------ EXCERPTED DATA

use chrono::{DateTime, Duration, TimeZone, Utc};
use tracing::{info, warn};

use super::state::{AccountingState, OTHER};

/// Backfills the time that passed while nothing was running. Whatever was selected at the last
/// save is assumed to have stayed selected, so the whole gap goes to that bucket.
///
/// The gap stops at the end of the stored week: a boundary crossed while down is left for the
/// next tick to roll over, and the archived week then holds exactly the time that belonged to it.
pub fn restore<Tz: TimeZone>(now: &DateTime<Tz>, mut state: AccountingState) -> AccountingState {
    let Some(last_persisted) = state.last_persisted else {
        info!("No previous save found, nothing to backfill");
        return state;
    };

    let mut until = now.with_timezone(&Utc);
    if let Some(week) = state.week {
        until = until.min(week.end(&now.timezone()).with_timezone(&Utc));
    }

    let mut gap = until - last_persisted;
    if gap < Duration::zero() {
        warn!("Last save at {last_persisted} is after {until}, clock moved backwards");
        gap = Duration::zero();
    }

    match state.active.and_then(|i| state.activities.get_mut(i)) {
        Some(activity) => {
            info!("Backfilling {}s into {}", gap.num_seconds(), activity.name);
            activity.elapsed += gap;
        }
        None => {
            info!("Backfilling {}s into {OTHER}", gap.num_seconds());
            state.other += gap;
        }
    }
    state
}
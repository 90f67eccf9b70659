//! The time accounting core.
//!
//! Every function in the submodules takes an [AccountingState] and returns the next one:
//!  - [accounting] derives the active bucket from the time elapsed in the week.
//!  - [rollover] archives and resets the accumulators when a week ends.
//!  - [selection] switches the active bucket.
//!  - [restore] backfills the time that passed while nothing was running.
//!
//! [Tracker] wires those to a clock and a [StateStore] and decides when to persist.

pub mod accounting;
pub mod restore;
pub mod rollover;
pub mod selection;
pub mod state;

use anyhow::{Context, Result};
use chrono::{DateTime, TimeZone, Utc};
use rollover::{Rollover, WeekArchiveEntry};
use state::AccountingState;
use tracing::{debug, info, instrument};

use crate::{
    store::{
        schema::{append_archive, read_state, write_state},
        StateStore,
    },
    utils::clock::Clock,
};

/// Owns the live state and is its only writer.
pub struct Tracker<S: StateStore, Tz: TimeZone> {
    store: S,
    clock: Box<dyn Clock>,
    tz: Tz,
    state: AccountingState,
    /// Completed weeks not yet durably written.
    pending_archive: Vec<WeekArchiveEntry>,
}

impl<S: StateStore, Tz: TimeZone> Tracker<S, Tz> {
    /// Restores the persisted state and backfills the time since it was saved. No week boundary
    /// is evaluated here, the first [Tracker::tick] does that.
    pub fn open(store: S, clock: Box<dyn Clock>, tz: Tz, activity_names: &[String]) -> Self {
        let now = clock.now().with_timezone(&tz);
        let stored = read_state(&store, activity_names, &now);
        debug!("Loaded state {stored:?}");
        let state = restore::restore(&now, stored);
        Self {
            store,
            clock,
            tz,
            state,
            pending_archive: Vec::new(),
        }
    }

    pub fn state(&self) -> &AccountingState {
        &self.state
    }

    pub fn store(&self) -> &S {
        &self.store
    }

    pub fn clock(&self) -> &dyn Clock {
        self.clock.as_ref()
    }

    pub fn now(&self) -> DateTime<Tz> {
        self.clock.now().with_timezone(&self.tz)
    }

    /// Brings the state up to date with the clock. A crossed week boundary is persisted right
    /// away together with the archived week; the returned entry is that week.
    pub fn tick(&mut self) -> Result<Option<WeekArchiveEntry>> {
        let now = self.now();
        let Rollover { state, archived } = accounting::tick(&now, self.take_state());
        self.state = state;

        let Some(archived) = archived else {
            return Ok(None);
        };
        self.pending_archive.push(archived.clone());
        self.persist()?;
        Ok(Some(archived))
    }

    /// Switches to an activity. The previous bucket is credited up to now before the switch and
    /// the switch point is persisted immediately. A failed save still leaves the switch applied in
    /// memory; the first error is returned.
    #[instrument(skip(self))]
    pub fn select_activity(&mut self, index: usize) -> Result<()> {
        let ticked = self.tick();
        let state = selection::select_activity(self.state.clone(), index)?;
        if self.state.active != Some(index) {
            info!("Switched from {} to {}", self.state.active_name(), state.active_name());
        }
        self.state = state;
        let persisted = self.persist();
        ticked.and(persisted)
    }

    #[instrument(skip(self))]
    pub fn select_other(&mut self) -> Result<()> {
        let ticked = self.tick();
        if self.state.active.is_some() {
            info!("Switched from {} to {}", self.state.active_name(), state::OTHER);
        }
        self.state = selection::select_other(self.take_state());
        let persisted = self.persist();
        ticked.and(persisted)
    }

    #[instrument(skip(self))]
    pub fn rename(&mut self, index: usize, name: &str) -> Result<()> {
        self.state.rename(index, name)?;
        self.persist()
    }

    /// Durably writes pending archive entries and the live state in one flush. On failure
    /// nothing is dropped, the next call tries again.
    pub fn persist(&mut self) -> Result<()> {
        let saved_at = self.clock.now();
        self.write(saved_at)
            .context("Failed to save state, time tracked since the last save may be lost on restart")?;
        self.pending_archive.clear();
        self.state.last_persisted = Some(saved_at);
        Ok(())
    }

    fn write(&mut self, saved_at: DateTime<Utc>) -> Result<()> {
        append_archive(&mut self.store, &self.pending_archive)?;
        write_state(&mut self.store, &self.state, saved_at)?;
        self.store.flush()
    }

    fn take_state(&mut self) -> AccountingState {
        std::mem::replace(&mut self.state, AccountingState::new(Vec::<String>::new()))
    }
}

------------

### WHAT NEEDS TO BE DONE
Could you reproduce every entry above exactly as written?

### RESPONSE BELOW
use chrono::{DateTime, Duration, TimeZone, Utc};
use tracing::{info, warn};

use super::state::{AccountingState, OTHER};

/// Backfills the time that passed while nothing was running. Whatever was selected at the last
/// save is assumed to have stayed selected, so the whole gap goes to that bucket.
///
/// The gap stops at the end of the stored week: a boundary crossed while down is left for the
/// next tick to roll over, and the archived week then holds exactly the time that belonged to it.
pub fn restore<Tz: TimeZone>(now: &DateTime<Tz>, mut state: AccountingState) -> AccountingState {
    let Some(last_persisted) = state.last_persisted else {
        info!("No previous save found, nothing to backfill");
        return state;
    };

    let mut until = now.with_timezone(&Utc);
    if let Some(week) = state.week {
        until = until.min(week.end(&now.timezone()).with_timezone(&Utc));
    }

    let mut gap = until - last_persisted;
    if gap < Duration::zero() {
        warn!("Last save at {last_persisted} is after {until}, clock moved backwards");
        gap = Duration::zero();
    }

    match state.active.and_then(|i| state.activities.get_mut(i)) {
        Some(activity) => {
            info!("Backfilling {}s into {}", gap.num_seconds(), activity.name);
            activity.elapsed += gap;
        }
        None => {
            info!("Backfilling {}s into {OTHER}", gap.num_seconds());
            state.other += gap;
        }
    }
    state
}
repository 90f67eccf9b70659
//! The time accounting core.
//!
//! Every function in the submodules takes an [AccountingState] and returns the next one:
//!  - [accounting] derives the active bucket from the time elapsed in the week.
//!  - [rollover] archives and resets the accumulators when a week ends.
//!  - [selection] switches the active bucket.
//!  - [restore] backfills the time that passed while nothing was running.
//!
//! [Tracker] wires those to a clock and a [StateStore] and decides when to persist.

pub mod accounting;
pub mod restore;
pub mod rollover;
pub mod selection;
pub mod state;

use anyhow::{Context, Result};
use chrono::{DateTime, TimeZone, Utc};
use rollover::{Rollover, WeekArchiveEntry};
use state::AccountingState;
use tracing::{debug, info, instrument};

use crate::{
    store::{
        schema::{append_archive, read_state, write_state},
        StateStore,
    },
    utils::clock::Clock,
};

/// Owns the live state and is its only writer.
pub struct Tracker<S: StateStore, Tz: TimeZone> {
    store: S,
    clock: Box<dyn Clock>,
    tz: Tz,
    state: AccountingState,
    /// Completed weeks not yet durably written.
    pending_archive: Vec<WeekArchiveEntry>,
}

impl<S: StateStore, Tz: TimeZone> Tracker<S, Tz> {
    /// Restores the persisted state and backfills the time since it was saved. No week boundary
    /// is evaluated here, the first [Tracker::tick] does that.
    pub fn open(store: S, clock: Box<dyn Clock>, tz: Tz, activity_names: &[String]) -> Self {
        let now = clock.now().with_timezone(&tz);
        let stored = read_state(&store, activity_names, &now);
        debug!("Loaded state {stored:?}");
        let state = restore::restore(&now, stored);
        Self {
            store,
            clock,
            tz,
            state,
            pending_archive: Vec::new(),
        }
    }

    pub fn state(&self) -> &AccountingState {
        &self.state
    }

    pub fn store(&self) -> &S {
        &self.store
    }

    pub fn clock(&self) -> &dyn Clock {
        self.clock.as_ref()
    }

    pub fn now(&self) -> DateTime<Tz> {
        self.clock.now().with_timezone(&self.tz)
    }

    /// Brings the state up to date with the clock. A crossed week boundary is persisted right
    /// away together with the archived week; the returned entry is that week.
    pub fn tick(&mut self) -> Result<Option<WeekArchiveEntry>> {
        let now = self.now();
        let Rollover { state, archived } = accounting::tick(&now, self.take_state());
        self.state = state;

        let Some(archived) = archived else {
            return Ok(None);
        };
        self.pending_archive.push(archived.clone());
        self.persist()?;
        Ok(Some(archived))
    }

    /// Switches to an activity. The previous bucket is credited up to now before the switch and
    /// the switch point is persisted immediately. A failed save still leaves the switch applied in
    /// memory; the first error is returned.
    #[instrument(skip(self))]
    pub fn select_activity(&mut self, index: usize) -> Result<()> {
        let ticked = self.tick();
        let state = selection::select_activity(self.state.clone(), index)?;
        if self.state.active != Some(index) {
            info!("Switched from {} to {}", self.state.active_name(), state.active_name());
        }
        self.state = state;
        let persisted = self.persist();
        ticked.and(persisted)
    }

    #[instrument(skip(self))]
    pub fn select_other(&mut self) -> Result<()> {
        let ticked = self.tick();
        if self.state.active.is_some() {
            info!("Switched from {} to {}", self.state.active_name(), state::OTHER);
        }
        self.state = selection::select_other(self.take_state());
        let persisted = self.persist();
        ticked.and(persisted)
    }

    #[instrument(skip(self))]
    pub fn rename(&mut self, index: usize, name: &str) -> Result<()> {
        self.state.rename(index, name)?;
        self.persist()
    }

    /// Durably writes pending archive entries and the live state in one flush. On failure
    /// nothing is dropped, the next call tries again.
    pub fn persist(&mut self) -> Result<()> {
        let saved_at = self.clock.now();
        self.write(saved_at)
            .context("Failed to save state, time tracked since the last save may be lost on restart")?;
        self.pending_archive.clear();
        self.state.last_persisted = Some(saved_at);
        Ok(())
    }

    fn write(&mut self, saved_at: DateTime<Utc>) -> Result<()> {
        append_archive(&mut self.store, &self.pending_archive)?;
        write_state(&mut self.store, &self.state, saved_at)?;
        self.store.flush()
    }

    fn take_state(&mut self) -> AccountingState {
        std::mem::replace(&mut self.state, AccountingState::new(Vec::<String>::new()))
    }
}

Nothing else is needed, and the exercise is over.